Young woman with shaved head from chemotherapy looking blankly out a window

New Study: Long Term Efficacy of Pediatric Advance Care Planning

We often pair the aging process with advance care planning. However, the ability to make your own health care decisions is valuable at any age, particularly when patients with terminal illnesses are involved.

Jennifer Needle
Jennifer Needle, MD, MPH

 Dr. Jennifer Needle, MD, MPH is a national leader in pediatric advance care planning (pACP) - an intervention that includes: “(1) giving adolescents a voice in their own end-of-life care, (2) initiating early pACP conversations to close gaps in understanding, (3) documenting advance directives in the electronic health record (EHR), and (4) sharing pACP conversations with the treating clinicians to support communication before a medical crisis.” 

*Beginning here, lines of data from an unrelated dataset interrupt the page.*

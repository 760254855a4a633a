//! Create-vs-update-vs-skip decision for one `(node, stack)` pair.
//!
//! 1. Resolve the node name to a remote target; unknown nodes are skipped.
//! 2. Derive the composite key and read the local definition fresh from disk.
//! 3. Known key: fetch the remote definition, compare text, PUT only on change.
//!    Files that are not valid UTF-8 are compared and sent in their lossy
//!    decoding, so a repeat pass settles on the uploaded text.
//! 4. Unknown key: reserve it in the inventory, then POST; a failed POST
//!    drops the reservation so a later event can retry.

use std::fs;
use std::sync::Arc;

use stackward_core::{
    CompositeKey, DeployedUnit, RemoteTarget, StackLayout, StackRef, TargetIndex,
};
use stackward_remote::RemoteApi;

use crate::diff::unified_diff;
use crate::error::ReconcileError;
use crate::inventory::{Claim, Inventory};

/// What a reconciliation did.
#[derive(Debug, Clone, Copy, PartialEq, Eq, Hash)]
pub enum Outcome {
    /// The node directory has no matching remote target.
    UnknownTarget,
    Created,
    Updated,
    /// Remote content already matches the local file exactly.
    Unchanged,
    /// Created earlier in this run but not yet visible remotely.
    Pending,
    /// Dry run: a create would be issued.
    WouldCreate,
    /// Dry run: an update would be issued.
    WouldUpdate,
}

impl Outcome {
    pub fn label(self) -> &'static str {
        match self {
            Outcome::UnknownTarget => "unknown-target",
            Outcome::Created => "created",
            Outcome::Updated => "updated",
            Outcome::Unchanged => "unchanged",
            Outcome::Pending => "pending",
            Outcome::WouldCreate => "would-create",
            Outcome::WouldUpdate => "would-update",
        }
    }
}

pub struct Reconciler<R> {
    remote: R,
    targets: TargetIndex,
    inventory: Arc<Inventory>,
    layout: StackLayout,
    dry_run: bool,
}

impl<R: RemoteApi> Reconciler<R> {
    pub fn new(
        remote: R,
        targets: TargetIndex,
        inventory: Arc<Inventory>,
        layout: StackLayout,
    ) -> Self {
        Self {
            remote,
            targets,
            inventory,
            layout,
            dry_run: false,
        }
    }

    /// Compare only; never mutate the remote or the inventory.
    pub fn with_dry_run(mut self, dry_run: bool) -> Self {
        self.dry_run = dry_run;
        self
    }

    pub fn layout(&self) -> &StackLayout {
        &self.layout
    }

    pub fn inventory(&self) -> &Inventory {
        &self.inventory
    }

    pub fn reconcile(&self, stack: &StackRef) -> Result<Outcome, ReconcileError> {
        let Some(target) = self.targets.get(&stack.node) else {
            tracing::debug!(node = %stack.node, stack = %stack.stack, "no remote target for node");
            return Ok(Outcome::UnknownTarget);
        };
        let key = CompositeKey::new(target.id, &stack.stack);
        let local = self.read_definition(stack)?;

        if self.dry_run {
            return self.plan(stack, &key, &local);
        }

        match self.inventory.claim(&key) {
            Claim::Existing(unit) => {
                tracing::info!(node = %stack.node, stack = %stack.stack, %key, "update stack");
                self.update(stack, target, &key, unit, &local)
            }
            Claim::Reserved => {
                tracing::info!(node = %stack.node, stack = %stack.stack, %key, "create stack");
                self.create(stack, target, &key, &local)
            }
        }
    }

    fn read_definition(&self, stack: &StackRef) -> Result<String, ReconcileError> {
        let path = self.layout.definition_path(stack);
        let bytes = fs::read(&path).map_err(|source| ReconcileError::ReadDefinition {
            stack: stack.clone(),
            path: path.clone(),
            source,
        })?;
        match String::from_utf8(bytes) {
            Ok(text) => Ok(text),
            Err(err) => {
                tracing::warn!(
                    node = %stack.node,
                    stack = %stack.stack,
                    path = %path.display(),
                    "definition is not valid UTF-8, invalid bytes replaced"
                );
                Ok(String::from_utf8_lossy(err.as_bytes()).into_owned())
            }
        }
    }

    fn create(
        &self,
        stack: &StackRef,
        target: &RemoteTarget,
        key: &CompositeKey,
        local: &str,
    ) -> Result<Outcome, ReconcileError> {
        match self.remote.create_unit(target.id, &stack.stack, local) {
            Ok(()) => Ok(Outcome::Created),
            Err(source) => {
                self.inventory.release(key);
                Err(remote_err(stack, "create", source))
            }
        }
    }

    fn update(
        &self,
        stack: &StackRef,
        target: &RemoteTarget,
        key: &CompositeKey,
        unit: DeployedUnit,
        local: &str,
    ) -> Result<Outcome, ReconcileError> {
        let unit = if unit.is_placeholder() {
            match self.resolve_placeholder(stack, key)? {
                Some(unit) => unit,
                None => {
                    tracing::info!(
                        node = %stack.node,
                        stack = %stack.stack,
                        %key,
                        "stack created this run, not yet listed remotely"
                    );
                    return Ok(Outcome::Pending);
                }
            }
        } else {
            unit
        };

        let remote = self
            .remote
            .unit_file(unit.id)
            .map_err(|source| remote_err(stack, "fetch", source))?;
        if remote == local {
            tracing::info!(node = %stack.node, stack = %stack.stack, "skip identical");
            return Ok(Outcome::Unchanged);
        }

        self.remote
            .update_unit(unit.id, target.id, local)
            .map_err(|source| remote_err(stack, "update", source))?;
        Ok(Outcome::Updated)
    }

    /// Look the placeholder's key up in a fresh unit list and upgrade it.
    fn resolve_placeholder(
        &self,
        stack: &StackRef,
        key: &CompositeKey,
    ) -> Result<Option<DeployedUnit>, ReconcileError> {
        let units = self
            .remote
            .list_units()
            .map_err(|source| remote_err(stack, "list stacks for", source))?;
        let found = units
            .into_iter()
            .find(|u| &u.key() == key && !u.is_placeholder());
        if let Some(unit) = &found {
            self.inventory.upgrade(key, unit.clone());
        }
        Ok(found)
    }

    fn plan(
        &self,
        stack: &StackRef,
        key: &CompositeKey,
        local: &str,
    ) -> Result<Outcome, ReconcileError> {
        let unit = match self.inventory.get(key) {
            None => {
                tracing::info!(
                    node = %stack.node,
                    stack = %stack.stack,
                    %key,
                    "would create stack"
                );
                return Ok(Outcome::WouldCreate);
            }
            Some(unit) if unit.is_placeholder() => return Ok(Outcome::Pending),
            Some(unit) => unit,
        };

        let remote = self
            .remote
            .unit_file(unit.id)
            .map_err(|source| remote_err(stack, "fetch", source))?;
        if remote == local {
            return Ok(Outcome::Unchanged);
        }

        let diff = unified_diff(stack, &remote, local);
        tracing::info!(
            node = %stack.node,
            stack = %stack.stack,
            %key,
            "would update stack\n{diff}"
        );
        Ok(Outcome::WouldUpdate)
    }
}

fn remote_err(
    stack: &StackRef,
    action: &'static str,
    source: stackward_remote::RemoteError,
) -> ReconcileError {
    ReconcileError::Remote {
        stack: stack.clone(),
        action,
        source,
    }
}

/// Run one reconciliation on the blocking pool.
pub async fn reconcile_blocking<R>(
    reconciler: Arc<Reconciler<R>>,
    stack: StackRef,
) -> Result<Outcome, ReconcileError>
where
    R: RemoteApi + 'static,
{
    let for_worker = stack.clone();
    tokio::task::spawn_blocking(move || reconciler.reconcile(&for_worker))
        .await
        .map_err(|err| ReconcileError::Worker {
            stack,
            message: err.to_string(),
        })?
}

#[cfg(test)]
mod tests {
    use std::path::Path;

    use stackward_core::{index_targets, index_units, RemoteTarget};
    use stackward_remote::{RecordingRemote, RemoteCall};
    use tempfile::TempDir;

    use super::*;

    fn write_stack(root: &Path, node: &str, stack: &str, content: &str) {
        let dir = root.join(node).join(stack);
        fs::create_dir_all(&dir).expect("mkdir");
        fs::write(dir.join("docker-compose.yml"), content).expect("write");
    }

    fn reconciler(
        root: &TempDir,
        remote: Arc<RecordingRemote>,
    ) -> Reconciler<Arc<RecordingRemote>> {
        let targets = index_targets(remote.list_targets().expect("targets"));
        let units = index_units(remote.list_units().expect("units"));
        remote.clear_calls();
        Reconciler::new(
            remote,
            targets,
            Arc::new(Inventory::new(units)),
            StackLayout::new(root.path(), "docker-compose.yml"),
        )
    }

    #[test]
    fn unknown_node_makes_no_remote_calls() {
        let root = TempDir::new().expect("root");
        write_stack(root.path(), "ghost", "app", "x");
        let remote = Arc::new(RecordingRemote::new().with_target(3, "web"));
        let r = reconciler(&root, remote.clone());

        let outcome = r.reconcile(&StackRef::new("ghost", "app")).expect("reconcile");
        assert_eq!(outcome, Outcome::UnknownTarget);
        assert!(remote.calls().is_empty());
    }

    #[test]
    fn missing_definition_file_is_a_read_error() {
        let root = TempDir::new().expect("root");
        fs::create_dir_all(root.path().join("web/app")).expect("mkdir");
        let remote = Arc::new(RecordingRemote::new().with_target(3, "web"));
        let r = reconciler(&root, remote.clone());

        let err = r.reconcile(&StackRef::new("web", "app")).unwrap_err();
        assert!(matches!(err, ReconcileError::ReadDefinition { .. }), "got: {err}");
        assert_eq!(err.stack(), &StackRef::new("web", "app"));
        assert!(remote.calls().is_empty());
        assert!(!r.inventory().contains(&CompositeKey::new(3, "app")));
    }

    #[test]
    fn single_trailing_space_triggers_update_with_pull() {
        let root = TempDir::new().expect("root");
        write_stack(root.path(), "web", "app", "image: nginx \n");
        let remote = Arc::new(
            RecordingRemote::new()
                .with_target(3, "web")
                .with_unit(9, 3, "app", "image: nginx\n"),
        );
        let r = reconciler(&root, remote.clone());

        let outcome = r.reconcile(&StackRef::new("web", "app")).expect("reconcile");
        assert_eq!(outcome, Outcome::Updated);
        assert_eq!(
            remote.updates(),
            vec![RemoteCall::Update {
                unit_id: 9,
                target_id: 3,
                content: "image: nginx \n".to_string(),
                pull_image: true,
            }]
        );
    }

    #[test]
    fn failed_create_releases_reservation() {
        let root = TempDir::new().expect("root");
        write_stack(root.path(), "web", "app", "x");
        let remote = Arc::new(
            RecordingRemote::new()
                .with_target(3, "web")
                .failing_stack("app"),
        );
        let r = reconciler(&root, remote.clone());

        let err = r.reconcile(&StackRef::new("web", "app")).unwrap_err();
        assert!(matches!(err, ReconcileError::Remote { action: "create", .. }));
        assert!(!r.inventory().contains(&CompositeKey::new(3, "app")));
    }

    #[test]
    fn placeholder_upgraded_from_fresh_listing() {
        let root = TempDir::new().expect("root");
        write_stack(root.path(), "web", "app", "v1\n");
        let remote = Arc::new(RecordingRemote::new().with_target(3, "web"));
        let r = reconciler(&root, remote.clone());
        let stack = StackRef::new("web", "app");

        assert_eq!(r.reconcile(&stack).expect("create"), Outcome::Created);
        let reserved = r.inventory().get(&CompositeKey::new(3, "app")).expect("key");
        assert!(reserved.is_placeholder());

        write_stack(root.path(), "web", "app", "v2\n");
        assert_eq!(r.reconcile(&stack).expect("update"), Outcome::Updated);

        let unit = r.inventory().get(&CompositeKey::new(3, "app")).expect("key");
        assert!(!unit.is_placeholder());
        assert_eq!(remote.file(unit.id).as_deref(), Some("v2\n"));
    }

    #[test]
    fn placeholder_not_yet_listed_is_pending() {
        let inventory = Arc::new(Inventory::default());
        inventory.claim(&CompositeKey::new(3, "app"));
        let root = TempDir::new().expect("root");
        write_stack(root.path(), "web", "app", "x");
        let remote = Arc::new(RecordingRemote::new());
        let r = Reconciler::new(
            remote.clone(),
            index_targets(vec![RemoteTarget {
                id: 3,
                name: "web".into(),
            }]),
            inventory,
            StackLayout::new(root.path(), "docker-compose.yml"),
        );

        let outcome = r.reconcile(&StackRef::new("web", "app")).expect("reconcile");
        assert_eq!(outcome, Outcome::Pending);
        assert!(remote.mutations().is_empty());
    }

    #[test]
    fn dry_run_never_mutates() {
        let root = TempDir::new().expect("root");
        write_stack(root.path(), "web", "app", "changed\n");
        write_stack(root.path(), "web", "new", "fresh\n");
        let remote = Arc::new(
            RecordingRemote::new()
                .with_target(3, "web")
                .with_unit(9, 3, "app", "original\n"),
        );
        let r = reconciler(&root, remote.clone()).with_dry_run(true);

        assert_eq!(
            r.reconcile(&StackRef::new("web", "app")).expect("plan app"),
            Outcome::WouldUpdate
        );
        assert_eq!(
            r.reconcile(&StackRef::new("web", "new")).expect("plan new"),
            Outcome::WouldCreate
        );
        assert!(remote.mutations().is_empty());
        assert!(!r.inventory().contains(&CompositeKey::new(3, "new")));
    }

    #[test]
    fn non_utf8_definition_settles_after_one_update() {
        let root = TempDir::new().expect("root");
        let dir = root.path().join("web/app");
        fs::create_dir_all(&dir).expect("mkdir");
        fs::write(dir.join("docker-compose.yml"), b"image: caf\xe9\n").expect("write");
        let remote = Arc::new(
            RecordingRemote::new()
                .with_target(3, "web")
                .with_unit(9, 3, "app", "image: nginx\n"),
        );
        let r = reconciler(&root, remote.clone());
        let stack = StackRef::new("web", "app");

        assert_eq!(r.reconcile(&stack).expect("first pass"), Outcome::Updated);
        assert_eq!(r.reconcile(&stack).expect("second pass"), Outcome::Unchanged);
        assert_eq!(r.reconcile(&stack).expect("third pass"), Outcome::Unchanged);

        assert_eq!(remote.updates().len(), 1);
        assert_eq!(remote.file(9).as_deref(), Some("image: caf\u{fffd}\n"));
    }
}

JAMA Network Open recently published the results of a longitudinal study of the Family-Centered Advance Care Planning for Teens with Cancer (FACE-TC) intervention, for which Dr. Needle was a co-investigator and the primary author of the paper.. The study evaluated both the impact of the intervention and the length of time the intervention effect persisted on the shared understanding between an adolescent and their parent/caregiver with regard to their end of life treatment preferences. This metric is critical because it illuminates the need for pediatric advance care planning interventions to be delivered in a cyclical manner rather than at a single point in time in the patient’s life.